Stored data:
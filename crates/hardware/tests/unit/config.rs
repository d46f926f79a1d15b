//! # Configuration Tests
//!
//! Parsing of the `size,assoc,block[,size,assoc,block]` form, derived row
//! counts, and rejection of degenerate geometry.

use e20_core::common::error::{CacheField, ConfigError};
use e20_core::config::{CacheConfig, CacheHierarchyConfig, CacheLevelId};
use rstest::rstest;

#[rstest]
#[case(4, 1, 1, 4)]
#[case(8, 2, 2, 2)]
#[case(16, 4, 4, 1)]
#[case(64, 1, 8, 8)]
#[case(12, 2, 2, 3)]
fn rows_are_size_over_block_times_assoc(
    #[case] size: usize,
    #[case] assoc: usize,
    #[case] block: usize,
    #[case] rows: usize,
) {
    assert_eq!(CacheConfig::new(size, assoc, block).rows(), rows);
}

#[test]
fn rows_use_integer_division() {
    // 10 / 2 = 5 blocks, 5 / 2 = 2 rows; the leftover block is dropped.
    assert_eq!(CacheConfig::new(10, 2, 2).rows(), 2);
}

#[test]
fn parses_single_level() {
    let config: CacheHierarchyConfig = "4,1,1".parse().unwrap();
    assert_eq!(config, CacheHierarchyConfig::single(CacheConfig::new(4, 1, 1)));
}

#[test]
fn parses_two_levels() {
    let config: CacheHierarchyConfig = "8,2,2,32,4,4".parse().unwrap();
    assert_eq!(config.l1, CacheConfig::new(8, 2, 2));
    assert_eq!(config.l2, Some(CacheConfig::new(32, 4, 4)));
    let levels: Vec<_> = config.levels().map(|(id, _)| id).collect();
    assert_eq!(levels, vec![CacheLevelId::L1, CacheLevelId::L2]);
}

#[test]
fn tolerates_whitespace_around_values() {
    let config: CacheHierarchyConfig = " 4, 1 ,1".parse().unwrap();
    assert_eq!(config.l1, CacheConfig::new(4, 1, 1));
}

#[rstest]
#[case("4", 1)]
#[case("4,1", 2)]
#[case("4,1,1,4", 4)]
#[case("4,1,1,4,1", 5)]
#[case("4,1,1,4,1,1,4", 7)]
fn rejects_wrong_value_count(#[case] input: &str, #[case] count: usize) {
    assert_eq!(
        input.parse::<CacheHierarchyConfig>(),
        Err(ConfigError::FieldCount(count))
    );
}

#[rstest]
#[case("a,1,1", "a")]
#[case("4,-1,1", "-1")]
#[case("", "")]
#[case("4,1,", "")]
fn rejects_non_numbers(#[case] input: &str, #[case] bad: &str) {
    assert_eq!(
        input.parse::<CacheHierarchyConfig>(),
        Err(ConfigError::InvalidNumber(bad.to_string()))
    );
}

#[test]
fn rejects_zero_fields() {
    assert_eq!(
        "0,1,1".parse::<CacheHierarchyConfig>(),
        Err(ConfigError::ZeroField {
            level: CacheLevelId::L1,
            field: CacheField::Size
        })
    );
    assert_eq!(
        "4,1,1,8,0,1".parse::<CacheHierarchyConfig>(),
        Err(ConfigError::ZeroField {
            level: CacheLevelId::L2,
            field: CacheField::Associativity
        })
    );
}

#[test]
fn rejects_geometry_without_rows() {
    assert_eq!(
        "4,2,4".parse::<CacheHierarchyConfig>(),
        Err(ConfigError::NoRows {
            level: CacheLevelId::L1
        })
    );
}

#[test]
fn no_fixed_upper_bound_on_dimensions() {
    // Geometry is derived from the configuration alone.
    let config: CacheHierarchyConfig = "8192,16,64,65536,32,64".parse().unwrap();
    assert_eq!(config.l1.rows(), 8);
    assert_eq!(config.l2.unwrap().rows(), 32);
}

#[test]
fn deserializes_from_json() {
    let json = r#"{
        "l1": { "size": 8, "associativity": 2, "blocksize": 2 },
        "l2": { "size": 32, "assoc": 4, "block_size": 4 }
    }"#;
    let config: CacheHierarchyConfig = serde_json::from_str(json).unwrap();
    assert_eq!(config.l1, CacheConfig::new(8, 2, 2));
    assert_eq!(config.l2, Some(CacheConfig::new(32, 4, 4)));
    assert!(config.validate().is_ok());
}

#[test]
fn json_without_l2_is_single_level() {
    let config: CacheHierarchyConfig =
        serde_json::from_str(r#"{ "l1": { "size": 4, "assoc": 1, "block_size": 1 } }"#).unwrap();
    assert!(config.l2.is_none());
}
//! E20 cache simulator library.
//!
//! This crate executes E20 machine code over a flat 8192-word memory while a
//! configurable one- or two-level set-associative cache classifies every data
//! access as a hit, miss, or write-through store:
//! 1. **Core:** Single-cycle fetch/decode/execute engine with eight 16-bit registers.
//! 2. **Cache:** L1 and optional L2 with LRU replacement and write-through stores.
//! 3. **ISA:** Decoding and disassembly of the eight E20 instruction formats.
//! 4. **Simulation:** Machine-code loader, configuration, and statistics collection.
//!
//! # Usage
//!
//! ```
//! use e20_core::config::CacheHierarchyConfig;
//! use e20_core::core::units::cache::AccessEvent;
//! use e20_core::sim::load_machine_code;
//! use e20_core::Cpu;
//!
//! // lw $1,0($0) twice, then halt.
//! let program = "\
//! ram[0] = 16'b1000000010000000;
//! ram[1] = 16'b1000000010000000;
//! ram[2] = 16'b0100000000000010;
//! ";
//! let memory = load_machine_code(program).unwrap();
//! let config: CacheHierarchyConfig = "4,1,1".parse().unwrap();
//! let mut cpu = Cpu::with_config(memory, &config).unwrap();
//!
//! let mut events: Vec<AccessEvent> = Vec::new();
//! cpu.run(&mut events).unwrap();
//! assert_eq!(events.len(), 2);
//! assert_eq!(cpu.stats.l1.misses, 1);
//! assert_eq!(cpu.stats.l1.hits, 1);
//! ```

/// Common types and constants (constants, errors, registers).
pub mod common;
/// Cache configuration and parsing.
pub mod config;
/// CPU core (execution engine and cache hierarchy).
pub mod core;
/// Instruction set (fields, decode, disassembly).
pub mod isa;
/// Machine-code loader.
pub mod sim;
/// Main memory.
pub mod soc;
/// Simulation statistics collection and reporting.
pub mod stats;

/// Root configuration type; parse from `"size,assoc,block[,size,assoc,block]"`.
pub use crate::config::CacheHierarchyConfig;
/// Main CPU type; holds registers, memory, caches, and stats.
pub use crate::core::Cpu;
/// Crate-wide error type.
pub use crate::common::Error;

(ACTION ITEM):
Every record above belongs in the answer, reproduced exactly.

(TASK SOLUTION):
filename crates/hardware/tests/unit/config.rs
repository d46f926f79a1d15b
//! # Configuration Tests
//!
//! Parsing of the `size,assoc,block[,size,assoc,block]` form, derived row
//! counts, and rejection of degenerate geometry.

use e20_core::common::error::{CacheField, ConfigError};
use e20_core::config::{CacheConfig, CacheHierarchyConfig, CacheLevelId};
use rstest::rstest;

#[rstest]
#[case(4, 1, 1, 4)]
#[case(8, 2, 2, 2)]
#[case(16, 4, 4, 1)]
#[case(64, 1, 8, 8)]
#[case(12, 2, 2, 3)]
fn rows_are_size_over_block_times_assoc(
    #[case] size: usize,
    #[case] assoc: usize,
    #[case] block: usize,
    #[case] rows: usize,
) {
    assert_eq!(CacheConfig::new(size, assoc, block).rows(), rows);
}

#[test]
fn rows_use_integer_division() {
    // 10 / 2 = 5 blocks, 5 / 2 = 2 rows; the leftover block is dropped.
    assert_eq!(CacheConfig::new(10, 2, 2).rows(), 2);
}

#[test]
fn parses_single_level() {
    let config: CacheHierarchyConfig = "4,1,1".parse().unwrap();
    assert_eq!(config, CacheHierarchyConfig::single(CacheConfig::new(4, 1, 1)));
}

#[test]
fn parses_two_levels() {
    let config: CacheHierarchyConfig = "8,2,2,32,4,4".parse().unwrap();
    assert_eq!(config.l1, CacheConfig::new(8, 2, 2));
    assert_eq!(config.l2, Some(CacheConfig::new(32, 4, 4)));
    let levels: Vec<_> = config.levels().map(|(id, _)| id).collect();
    assert_eq!(levels, vec![CacheLevelId::L1, CacheLevelId::L2]);
}

#[test]
fn tolerates_whitespace_around_values() {
    let config: CacheHierarchyConfig = " 4, 1 ,1".parse().unwrap();
    assert_eq!(config.l1, CacheConfig::new(4, 1, 1));
}

#[rstest]
#[case("4", 1)]
#[case("4,1", 2)]
#[case("4,1,1,4", 4)]
#[case("4,1,1,4,1", 5)]
#[case("4,1,1,4,1,1,4", 7)]
fn rejects_wrong_value_count(#[case] input: &str, #[case] count: usize) {
    assert_eq!(
        input.parse::<CacheHierarchyConfig>(),
        Err(ConfigError::FieldCount(count))
    );
}

#[rstest]
#[case("a,1,1", "a")]
#[case("4,-1,1", "-1")]
#[case("", "")]
#[case("4,1,", "")]
fn rejects_non_numbers(#[case] input: &str, #[case] bad: &str) {
    assert_eq!(
        input.parse::<CacheHierarchyConfig>(),
        Err(ConfigError::InvalidNumber(bad.to_string()))
    );
}

#[test]
fn rejects_zero_fields() {
    assert_eq!(
        "0,1,1".parse::<CacheHierarchyConfig>(),
        Err(ConfigError::ZeroField {
            level: CacheLevelId::L1,
            field: CacheField::Size
        })
    );
    assert_eq!(
        "4,1,1,8,0,1".parse::<CacheHierarchyConfig>(),
        Err(ConfigError::ZeroField {
            level: CacheLevelId::L2,
            field: CacheField::Associativity
        })
    );
}

#[test]
fn rejects_geometry_without_rows() {
    assert_eq!(
        "4,2,4".parse::<CacheHierarchyConfig>(),
        Err(ConfigError::NoRows {
            level: CacheLevelId::L1
        })
    );
}

#[test]
fn no_fixed_upper_bound_on_dimensions() {
    // Geometry is derived from the configuration alone.
    let config: CacheHierarchyConfig = "8192,16,64,65536,32,64".parse().unwrap();
    assert_eq!(config.l1.rows(), 8);
    assert_eq!(config.l2.unwrap().rows(), 32);
}

#[test]
fn deserializes_from_json() {
    let json = r#"{
        "l1": { "size": 8, "associativity": 2, "blocksize": 2 },
        "l2": { "size": 32, "assoc": 4, "block_size": 4 }
    }"#;
    let config: CacheHierarchyConfig = serde_json::from_str(json).unwrap();
    assert_eq!(config.l1, CacheConfig::new(8, 2, 2));
    assert_eq!(config.l2, Some(CacheConfig::new(32, 4, 4)));
    assert!(config.validate().is_ok());
}

#[test]
fn json_without_l2_is_single_level() {
    let config: CacheHierarchyConfig =
        serde_json::from_str(r#"{ "l1": { "size": 4, "assoc": 1, "block_size": 1 } }"#).unwrap();
    assert!(config.l2.is_none());
}
//! E20 cache simulator library.
//!
//! This crate executes E20 machine code over a flat 8192-word memory while a
//! configurable one- or two-level set-associative cache classifies every data
//! access as a hit, miss, or write-through store:
//! 1. **Core:** Single-cycle fetch/decode/execute engine with eight 16-bit registers.
//! 2. **Cache:** L1 and optional L2 with LRU replacement and write-through stores.
//! 3. **ISA:** Decoding and disassembly of the eight E20 instruction formats.
//! 4. **Simulation:** Machine-code loader, configuration, and statistics collection.
//!
//! # Usage
//!
//! ```
//! use e20_core::config::CacheHierarchyConfig;
//! use e20_core::core::units::cache::AccessEvent;
//! use e20_core::sim::load_machine_code;
//! use e20_core::Cpu;
//!
//! // lw $1,0($0) twice, then halt.
//! let program = "\
//! ram[0] = 16'b1000000010000000;
//! ram[1] = 16'b1000000010000000;
//! ram[2] = 16'b0100000000000010;
//! ";
//! let memory = load_machine_code(program).unwrap();
//! let config: CacheHierarchyConfig = "4,1,1".parse().unwrap();
//! let mut cpu = Cpu::with_config(memory, &config).unwrap();
//!
//! let mut events: Vec<AccessEvent> = Vec::new();
//! cpu.run(&mut events).unwrap();
//! assert_eq!(events.len(), 2);
//! assert_eq!(cpu.stats.l1.misses, 1);
//! assert_eq!(cpu.stats.l1.hits, 1);
//! ```

/// Common types and constants (constants, errors, registers).
pub mod common;
/// Cache configuration and parsing.
pub mod config;
/// CPU core (execution engine and cache hierarchy).
pub mod core;
/// Instruction set (fields, decode, disassembly).
pub mod isa;
/// Machine-code loader.
pub mod sim;
/// Main memory.
pub mod soc;
/// Simulation statistics collection and reporting.
pub mod stats;

/// Root configuration type; parse from `"size,assoc,block[,size,assoc,block]"`.
pub use crate::config::CacheHierarchyConfig;
/// Main CPU type; holds registers, memory, caches, and stats.
pub use crate::core::Cpu;
/// Crate-wide error type.
pub use crate::common::Error;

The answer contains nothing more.